**Work item**
Produce a character-for-character copy of the data below.

(Source records)
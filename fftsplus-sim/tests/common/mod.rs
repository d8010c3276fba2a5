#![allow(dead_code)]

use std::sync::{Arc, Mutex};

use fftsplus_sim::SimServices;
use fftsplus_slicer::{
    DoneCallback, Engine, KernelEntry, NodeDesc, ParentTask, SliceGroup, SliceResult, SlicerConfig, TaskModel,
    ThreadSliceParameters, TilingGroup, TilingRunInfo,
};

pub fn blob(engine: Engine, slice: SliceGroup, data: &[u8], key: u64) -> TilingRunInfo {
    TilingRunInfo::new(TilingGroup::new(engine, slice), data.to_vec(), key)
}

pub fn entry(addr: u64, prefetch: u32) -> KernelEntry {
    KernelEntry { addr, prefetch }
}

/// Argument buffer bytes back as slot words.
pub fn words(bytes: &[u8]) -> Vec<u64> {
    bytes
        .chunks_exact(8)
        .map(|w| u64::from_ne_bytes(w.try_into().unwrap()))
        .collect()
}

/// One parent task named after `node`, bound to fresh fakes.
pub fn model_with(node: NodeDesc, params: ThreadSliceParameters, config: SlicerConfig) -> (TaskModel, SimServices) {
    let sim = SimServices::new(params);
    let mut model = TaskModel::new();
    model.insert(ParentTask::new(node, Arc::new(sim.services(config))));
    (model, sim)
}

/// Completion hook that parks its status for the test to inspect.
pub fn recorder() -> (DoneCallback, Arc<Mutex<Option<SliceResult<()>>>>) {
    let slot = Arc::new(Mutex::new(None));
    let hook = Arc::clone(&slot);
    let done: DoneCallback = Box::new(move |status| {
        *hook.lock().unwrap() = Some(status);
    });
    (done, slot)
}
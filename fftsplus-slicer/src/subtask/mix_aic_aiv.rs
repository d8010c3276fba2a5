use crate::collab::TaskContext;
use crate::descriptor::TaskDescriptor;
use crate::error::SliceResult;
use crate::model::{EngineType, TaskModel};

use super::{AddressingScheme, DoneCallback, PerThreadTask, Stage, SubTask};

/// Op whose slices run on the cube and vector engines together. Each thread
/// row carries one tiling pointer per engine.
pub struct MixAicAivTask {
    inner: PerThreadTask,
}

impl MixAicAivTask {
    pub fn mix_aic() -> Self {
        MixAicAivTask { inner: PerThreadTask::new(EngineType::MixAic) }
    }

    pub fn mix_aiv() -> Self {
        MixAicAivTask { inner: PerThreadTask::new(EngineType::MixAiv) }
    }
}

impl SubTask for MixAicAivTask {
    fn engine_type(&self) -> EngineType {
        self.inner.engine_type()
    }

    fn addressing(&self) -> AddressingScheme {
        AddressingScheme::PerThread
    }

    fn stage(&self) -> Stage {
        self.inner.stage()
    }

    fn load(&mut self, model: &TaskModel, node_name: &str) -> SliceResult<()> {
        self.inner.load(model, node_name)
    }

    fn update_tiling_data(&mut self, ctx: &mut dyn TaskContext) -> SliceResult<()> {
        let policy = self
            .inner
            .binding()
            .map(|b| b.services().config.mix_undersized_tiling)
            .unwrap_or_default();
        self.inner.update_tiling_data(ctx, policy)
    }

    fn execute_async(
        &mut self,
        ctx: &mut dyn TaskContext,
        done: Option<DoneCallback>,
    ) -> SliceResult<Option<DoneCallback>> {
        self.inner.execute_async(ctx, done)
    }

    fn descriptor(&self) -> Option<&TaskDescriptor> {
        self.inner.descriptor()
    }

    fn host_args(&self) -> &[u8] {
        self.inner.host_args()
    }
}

**Response to the task**
filename fftsplus-sim/tests/common/mod.rs
repository d8010c3276fba2a5
#![allow(dead_code)]

use std::sync::{Arc, Mutex};

use fftsplus_sim::SimServices;
use fftsplus_slicer::{
    DoneCallback, Engine, KernelEntry, NodeDesc, ParentTask, SliceGroup, SliceResult, SlicerConfig, TaskModel,
    ThreadSliceParameters, TilingGroup, TilingRunInfo,
};

pub fn blob(engine: Engine, slice: SliceGroup, data: &[u8], key: u64) -> TilingRunInfo {
    TilingRunInfo::new(TilingGroup::new(engine, slice), data.to_vec(), key)
}

pub fn entry(addr: u64, prefetch: u32) -> KernelEntry {
    KernelEntry { addr, prefetch }
}

/// Argument buffer bytes back as slot words.
pub fn words(bytes: &[u8]) -> Vec<u64> {
    bytes
        .chunks_exact(8)
        .map(|w| u64::from_ne_bytes(w.try_into().unwrap()))
        .collect()
}

/// One parent task named after `node`, bound to fresh fakes.
pub fn model_with(node: NodeDesc, params: ThreadSliceParameters, config: SlicerConfig) -> (TaskModel, SimServices) {
    let sim = SimServices::new(params);
    let mut model = TaskModel::new();
    model.insert(ParentTask::new(node, Arc::new(sim.services(config))));
    (model, sim)
}

/// Completion hook that parks its status for the test to inspect.
pub fn recorder() -> (DoneCallback, Arc<Mutex<Option<SliceResult<()>>>>) {
    let slot = Arc::new(Mutex::new(None));
    let hook = Arc::clone(&slot);
    let done: DoneCallback = Box::new(move |status| {
        *hook.lock().unwrap() = Some(status);
    });
    (done, slot)
}
filename fftsplus-slicer/src/subtask/mix_aic_aiv.rs
repository d8010c3276fba2a5
use crate::collab::TaskContext;
use crate::descriptor::TaskDescriptor;
use crate::error::SliceResult;
use crate::model::{EngineType, TaskModel};

use super::{AddressingScheme, DoneCallback, PerThreadTask, Stage, SubTask};

/// Op whose slices run on the cube and vector engines together. Each thread
/// row carries one tiling pointer per engine.
pub struct MixAicAivTask {
    inner: PerThreadTask,
}

impl MixAicAivTask {
    pub fn mix_aic() -> Self {
        MixAicAivTask { inner: PerThreadTask::new(EngineType::MixAic) }
    }

    pub fn mix_aiv() -> Self {
        MixAicAivTask { inner: PerThreadTask::new(EngineType::MixAiv) }
    }
}

impl SubTask for MixAicAivTask {
    fn engine_type(&self) -> EngineType {
        self.inner.engine_type()
    }

    fn addressing(&self) -> AddressingScheme {
        AddressingScheme::PerThread
    }

    fn stage(&self) -> Stage {
        self.inner.stage()
    }

    fn load(&mut self, model: &TaskModel, node_name: &str) -> SliceResult<()> {
        self.inner.load(model, node_name)
    }

    fn update_tiling_data(&mut self, ctx: &mut dyn TaskContext) -> SliceResult<()> {
        let policy = self
            .inner
            .binding()
            .map(|b| b.services().config.mix_undersized_tiling)
            .unwrap_or_default();
        self.inner.update_tiling_data(ctx, policy)
    }

    fn execute_async(
        &mut self,
        ctx: &mut dyn TaskContext,
        done: Option<DoneCallback>,
    ) -> SliceResult<Option<DoneCallback>> {
        self.inner.execute_async(ctx, done)
    }

    fn descriptor(&self) -> Option<&TaskDescriptor> {
        self.inner.descriptor()
    }

    fn host_args(&self) -> &[u8] {
        self.inner.host_args()
    }
}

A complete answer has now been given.